When the weather is good, they’ll walk 60 miles a day. And when the weather is bad, they’ll stay home and do nothing. They’ll sit in their tents and wait it out. But unbeknownst to Scott Amundson has changed his mind. He too now is determined to go south, but he has a different plan. He recruits skiers cross country skiers to his team.
He makes sure that everybody on his team is trained to ski behind sleds of dogs. He relies only on dogs because they’re bred exactly for that climate. And as far as how far to go, he makes a different decision. He says, every day I get my team up and we’ll do 20 miles. The weather’s bad, 20 miles, the weather’s great, 20 miles.
Who would you follow in those circumstances? The technology guy maybe. The old school guy, the guy that lets you sleep in when the weather’s bad, the guy that wakes you up when the weather’s bad, maybe there’s not much in it. Or maybe, you know how this turns out, it was supposed to be a battle or a decision just around first or second, but the decision becomes more than that following one ended in life following the other in death.
Scott and his whole team die trying to get to the Antarctic, to the South Pole, whereas Amon arrives weeks before Scott gets there. It’s a heartbreaking story but one that’s actually similar to the story Jesus presents, where he presents himself as the only way to life, the only person that we can follow.
And he does it through a series of really beautiful metaphors. But before we get too far, let’s make sure we’re all on the same page. John seven, chapter seven through chapter 10 of this continuous narrative. If you’re not familiar with the stories in John chapter seven, Jesus stands up at a festival.
And he declares that anyone who is thirsty should come to him and out of them will come rivers of living water. A little later that day, he stands up and says, I am the light of the world. In the midst of great darkness, I bring light into the darkest places. Last week, we looked at John chapter nine as he brings healing eyesight to a man.
Born blind and then continues the conversation by saying, I have come so that everyone who is blind may see, and those who think they already see perfectly well will be revealed as blind. I left you with this idea here. Jesus can open your eyes if you can admit that you can’t see, and then the conversation just hangs it’s continuous.
Remember? And so this moment, this. This encounter pauses for us and we come back to it this week as Jesus continues to teach. This group called the Pharisees about his mission and what it’s really centered upon. That’s the story we entered into and to continue it, what Jesus tells a story, and it’s this one.
Very truly, I tell you, Pharisees, anyone who does not enter the sheep and by the gate but climbs in by some other way, is a thief and a rubber. The one who enters by the gate is the shepherd of the sheep. The gatekeeper opens the gate for him, and the sheep listened to his voice. He calls his own sheep by name and leads them out.
In the ancient world, the art of shepherding was not as much about driving sheep. Perhaps you’ve seen these moments where shepherds will send dogs out across valleys and they’ll manage to bring sheep from incredible distances by driving them with dogs behind them. But this wasn’t shepherding in the ancient world.
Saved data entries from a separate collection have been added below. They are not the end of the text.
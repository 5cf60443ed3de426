#![forbid(unsafe_code)]

//! `namedlog` - named, leveled log streams routed to size-capped files.
//!
//! Each logical logger name maps to a [`LogWriter`] owning one file. A
//! writer drops messages below its level, renames its file aside once it
//! reaches the size limit, and appends lines shaped like
//! `2024-03-07-09-05-01 : info : started`.
//!
//! # Example
//!
//! ```
//! use namedlog::{Level, Registry};
//!
//! let dir = tempfile::tempdir().unwrap();
//! let registry = Registry::new();
//! registry.register("worker", dir.path().join("app.log"), Level::Info).unwrap();
//! registry.set_size_limit(1024 * 1024, "worker").unwrap();
//!
//! registry.log("worker", "hi", Level::Trace).unwrap(); // filtered
//! registry.log("worker", "started", Level::Info).unwrap();
//! ```
//!
//! The free functions below forward to a process-wide registry and report
//! failures on the [`internal`] diagnostic channel instead of returning them.

pub mod config;
pub mod error;
pub mod internal;
pub mod level;
pub mod registry;
pub mod size;
pub mod writer;

pub use config::Config;
pub use error::{Error, ErrorKind};
pub use level::Level;
pub use registry::{GlobalLock, Registry, ShardedLock, WriterStore};
pub use size::{format_size, parse_size};
pub use writer::{LogWriter, Written};

use std::path::PathBuf;
use std::sync::OnceLock;

/// Logger name used when the caller has no particular stream in mind.
pub const DEFAULT_LOGGER: &str = "default";

static GLOBAL: OnceLock<Registry> = OnceLock::new();

/// The process-wide registry, created on first use.
pub fn global() -> &'static Registry {
    GLOBAL.get_or_init(Registry::new)
}

fn report<T>(result: Result<T, Error>) {
    match result {
        Ok(_) => {}
        Err(e) if e.kind() == ErrorKind::Io => internal::error("NAMEDLOG", &e.to_string()),
        Err(e) => internal::warn("NAMEDLOG", &e.to_string()),
    }
}

/// Registers `file_path` under `name` in the global registry.
///
/// Takes the path first, unlike [`Registry::register`] which takes the name first.
pub fn register(file_path: impl Into<PathBuf>, name: &str, level: Level) {
    report(global().register(name, file_path, level));
}

/// Removes `name` from the global registry; unknown names are ignored.
pub fn unregister(name: &str) {
    global().unregister(name);
}

/// Logs `message` at `level` to the global logger `name`.
pub fn log(name: &str, message: &str, level: Level) {
    report(global().log(name, message, level));
}

/// Logs `message` at trace level to the global logger `name`.
pub fn trace(message: &str, name: &str) {
    log(name, message, Level::Trace);
}

/// Logs `message` at debug level to the global logger `name`.
pub fn debug(message: &str, name: &str) {
    log(name, message, Level::Debug);
}

/// Logs `message` at info level to the global logger `name`.
pub fn info(message: &str, name: &str) {
    log(name, message, Level::Info);
}

/// Logs `message` at warning level to the global logger `name`.
pub fn warning(message: &str, name: &str) {
    log(name, message, Level::Warn);
}

/// Logs `message` at error level to the global logger `name`.
pub fn error(message: &str, name: &str) {
    log(name, message, Level::Error);
}

/// Logs `message` at fatal level to the global logger `name`.
pub fn fatal(message: &str, name: &str) {
    log(name, message, Level::Fatal);
}

/// Sets the rotation threshold of the global logger `name`; `<= 0` disables rotation.
pub fn set_limit_size(size: i64, name: &str) {
    report(global().set_size_limit(size, name));
}
//! Config files give size limits as "500K" or "10M"; writers compare raw bytes.

/// Parses `"100"`, `"1K"`, `"1KB"`, `"10M"`, `"1G"` (binary multiples) into bytes.
#[must_use]
pub fn parse_size(s: &str) -> Option<u64> {
    let s = s.trim().to_uppercase();
    let (num_str, multiplier): (&str, f64) = if s.ends_with("GB") || s.ends_with('G') {
        (
            s.trim_end_matches("GB").trim_end_matches('G'),
            1024.0 * 1024.0 * 1024.0,
        )
    } else if s.ends_with("MB") || s.ends_with('M') {
        (
            s.trim_end_matches("MB").trim_end_matches('M'),
            1024.0 * 1024.0,
        )
    } else if s.ends_with("KB") || s.ends_with('K') {
        (s.trim_end_matches("KB").trim_end_matches('K'), 1024.0)
    } else {
        (s.trim_end_matches('B'), 1.0)
    };

    let n = num_str.trim().parse::<f64>().ok()?;
    if !n.is_finite() || n < 0.0 {
        return None;
    }

    #[allow(clippy::cast_possible_truncation, clippy::cast_sign_loss)]
    let bytes = (n * multiplier) as u64;
    Some(bytes)
}

/// Renders a byte count for diagnostics.
#[must_use]
pub fn format_size(bytes: u64) -> String {
    #[allow(clippy::cast_precision_loss)]
    let bytes_f = bytes as f64;

    if bytes >= 1024 * 1024 * 1024 {
        format!("{:.2} GB", bytes_f / (1024.0 * 1024.0 * 1024.0))
    } else if bytes >= 1024 * 1024 {
        format!("{:.2} MB", bytes_f / (1024.0 * 1024.0))
    } else if bytes >= 1024 {
        format!("{:.2} KB", bytes_f / 1024.0)
    } else {
        format!("{bytes} B")
    }
}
A shepherd would walk out in front of a sheep and call them by name and they would follow him, but they will never follow a stranger. He says, in fact, they will run away from him because they do not recognize. The stranger’s voice. A shepherd in the ancient world would often have very specific names, at least for some of the sheep, but most importantly, they would recognize the sound of his voice.
That was how they knew. Him. Now, maybe if you’re someone that’s been around the Jesus following world for a while, maybe you’re someone that’s read the scriptures a lot. You know the biographies of Jesus life. Matthew, mark, Luke, John, you’ve maybe had this question throughout John that’s just floated under the surface.
Maybe you haven’t put it into words, but maybe if you wanted something like this, where are the parables? In Matthew, mark and Luke, this there, there’s these stories with intent parables everywhere. Jesus is a storytelling teacher. He’s constantly telling stories that people have to work through. So far, what, 10 chapters into John.
We haven’t had a single story and now we get one. It doesn’t seem exactly like a parable to us. I would guess it seems something like folksy wisdom, like a proverb around who follows who and how somebody can move from following one person to another. The, there’s actually another ancient or older version of this proverb that looks something like this.
If you buy an old dog from your neighbor, it will keep going back to his house. I’m not sure what kind of dogs they’re working with. I have a golden retriever. If she comes to your house and you feed her, then you have a dog for life. They just graduate, migrate to whoever has the best food. But you get the point.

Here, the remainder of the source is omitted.